Records from a collection
+ + + +

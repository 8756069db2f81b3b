//! Loading catalogs from JSON, YAML or TOML files
//!
//! A catalog file is either a bare list of entries or a table with an
//! `entries` list:
//!
//! ```yaml
//! entries:
//!   - id: useState
//!     label: useState
//!     description: Local state
//!     note: Use the updater form for derived updates
//!     code: const [count, setCount] = useState(0);
//!     accentColor: "#61dafb"
//! ```
//!
//! TOML files must use the table form (`[[entries]]`).

use std::{fs, path::Path};

use serde::{Deserialize, Serialize};

use crate::{Catalog, CatalogError, Result, TopicEntry};

#[derive(Debug, Deserialize, Serialize)]
#[serde(untagged)]
enum CatalogFile {
    List(Vec<TopicEntry>),
    Table { entries: Vec<TopicEntry> },
}

impl CatalogFile {
    fn into_entries(self) -> Vec<TopicEntry> {
        match self {
            CatalogFile::List(entries) | CatalogFile::Table { entries } => entries,
        }
    }
}

/// Supported catalog file formats
#[derive(Debug, Clone, Copy, PartialEq, Eq)]
pub enum CatalogFormat {
    Json,
    Yaml,
    Toml,
}

impl CatalogFormat {
    /// Detect the format from a file extension
    pub fn from_path(path: &Path) -> Option<Self> {
        match path.extension().and_then(|s| s.to_str()) {
            Some("json") => Some(CatalogFormat::Json),
            Some("yaml") | Some("yml") => Some(CatalogFormat::Yaml),
            Some("toml") => Some(CatalogFormat::Toml),
            _ => None,
        }
    }
}

/// Load a catalog from a file, picking the parser by extension
pub fn load_catalog(path: impl AsRef<Path>) -> Result<Catalog> {
    let path = path.as_ref();
    let format = CatalogFormat::from_path(path)
        .ok_or_else(|| CatalogError::UnsupportedFormat(path.to_path_buf()))?;

    let content = fs::read_to_string(path)?;
    let catalog = parse_catalog(&content, format).map_err(|e| match e {
        CatalogError::Parse { message, .. } => CatalogError::Parse {
            path: path.to_path_buf(),
            message,
        },
        other => other,
    })?;

    tracing::info!(
        "Loaded catalog with {} entries from {}",
        catalog.len(),
        path.display()
    );
    Ok(catalog)
}

/// Parse catalog text in a given format
pub fn parse_catalog(content: &str, format: CatalogFormat) -> Result<Catalog> {
    let parse_error = |message: String| CatalogError::Parse {
        path: Default::default(),
        message,
    };

    let file: CatalogFile = match format {
        CatalogFormat::Json => {
            serde_json::from_str(content).map_err(|e| parse_error(e.to_string()))?
        }
        CatalogFormat::Yaml => {
            serde_yaml::from_str(content).map_err(|e| parse_error(e.to_string()))?
        }
        CatalogFormat::Toml => toml::from_str(content).map_err(|e| parse_error(e.to_string()))?,
    };

    Catalog::new(file.into_entries())
}

/// Serialise a catalog as pretty JSON in the table form
pub fn catalog_to_json(catalog: &Catalog) -> Result<String> {
    let file = CatalogFile::Table {
        entries: catalog.entries().to_vec(),
    };
    serde_json::to_string_pretty(&file).map_err(|e| CatalogError::Parse {
        path: Default::default(),
        message: e.to_string(),
    })
}

#[cfg(test)]
mod tests {
    use super::*;

    #[test]
    fn test_parse_json_list() {
        let json = r#"[
            {"id": "a", "label": "A", "code": "a()"},
            {"id": "b", "label": "B"}
        ]"#;
        let catalog = parse_catalog(json, CatalogFormat::Json).unwrap();
        assert_eq!(catalog.len(), 2);
        assert_eq!(catalog.find("a").map(|e| e.code()), Some("a()"));
    }

    #[test]
    fn test_parse_yaml_table() {
        let yaml = "entries:\n  - id: a\n    label: A\n    accentColor: \"#010203\"\n";
        let catalog = parse_catalog(yaml, CatalogFormat::Yaml).unwrap();
        assert_eq!(catalog.get(0).map(|e| e.accent_color()), Some("#010203"));
    }

    #[test]
    fn test_parse_toml_table() {
        let toml = "[[entries]]\nid = \"a\"\nlabel = \"A\"\n\n[[entries]]\nid = \"b\"\nlabel = \"B\"\n";
        let catalog = parse_catalog(toml, CatalogFormat::Toml).unwrap();
        assert_eq!(catalog.ids().collect::<Vec<_>>(), vec!["a", "b"]);
    }

    #[test]
    fn test_parse_rejects_duplicates() {
        let json = r#"[{"id": "a", "label": "A"}, {"id": "a", "label": "B"}]"#;
        assert!(matches!(
            parse_catalog(json, CatalogFormat::Json),
            Err(CatalogError::DuplicateId(_))
        ));
    }

    #[test]
    fn test_parse_error() {
        assert!(matches!(
            parse_catalog("{not json", CatalogFormat::Json),
            Err(CatalogError::Parse { .. })
        ));
    }

    #[test]
    fn test_format_detection() {
        assert_eq!(CatalogFormat::from_path(Path::new("x.yml")), Some(CatalogFormat::Yaml));
        assert_eq!(CatalogFormat::from_path(Path::new("x.JSON")), None);
        assert_eq!(CatalogFormat::from_path(Path::new("x")), None);
    }

    #[test]
    fn test_json_export_reloads() {
        let catalog = crate::builtin::react_hooks();
        let json = catalog_to_json(&catalog).unwrap();
        assert_eq!(parse_catalog(&json, CatalogFormat::Json).unwrap(), catalog);
    }
}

+ + + +

▸ TASK GOAL:
Please find every line in the records that contains the word "Debug", and copy it out.

▸ SOLUTION FOR THIS TASK:
#[derive(Debug, Deserialize, Serialize)]
#[derive(Debug, Clone, Copy, PartialEq, Eq)]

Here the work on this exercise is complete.